◆ WHAT THIS TASK INVOLVES ◆
Each line below must be transcribed with no word changed.

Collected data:
//! 標誌偵測
//!
//! 由外部分析器逐格比對標誌，再把匹配結果化簡成事件時間點

mod analyzer;
mod main;
mod reducer;
mod telemetry;

pub use analyzer::{
    AnalysisJob, FindRectAnalyzer, FrameAnalyzer, FrameStream, MATCH_THRESHOLD, PreparedLogo,
    escape_filter_value,
};
pub use main::LogoDetector;
pub use reducer::{
    DetectionProgress, EventReducer, PROGRESS_INTERVAL_SECONDS, TAIL_MERGE_SECONDS, reduce_samples,
};
pub use telemetry::{FrameSample, parse_telemetry_line};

◆ SOLVED EXERCISE ◆
//! 標誌偵測
//!
//! 由外部分析器逐格比對標誌，再把匹配結果化簡成事件時間點

mod analyzer;
mod main;
mod reducer;
mod telemetry;

pub use analyzer::{
    AnalysisJob, FindRectAnalyzer, FrameAnalyzer, FrameStream, MATCH_THRESHOLD, PreparedLogo,
    escape_filter_value,
};
pub use main::LogoDetector;
pub use reducer::{
    DetectionProgress, EventReducer, PROGRESS_INTERVAL_SECONDS, TAIL_MERGE_SECONDS, reduce_samples,
};
pub use telemetry::{FrameSample, parse_telemetry_line};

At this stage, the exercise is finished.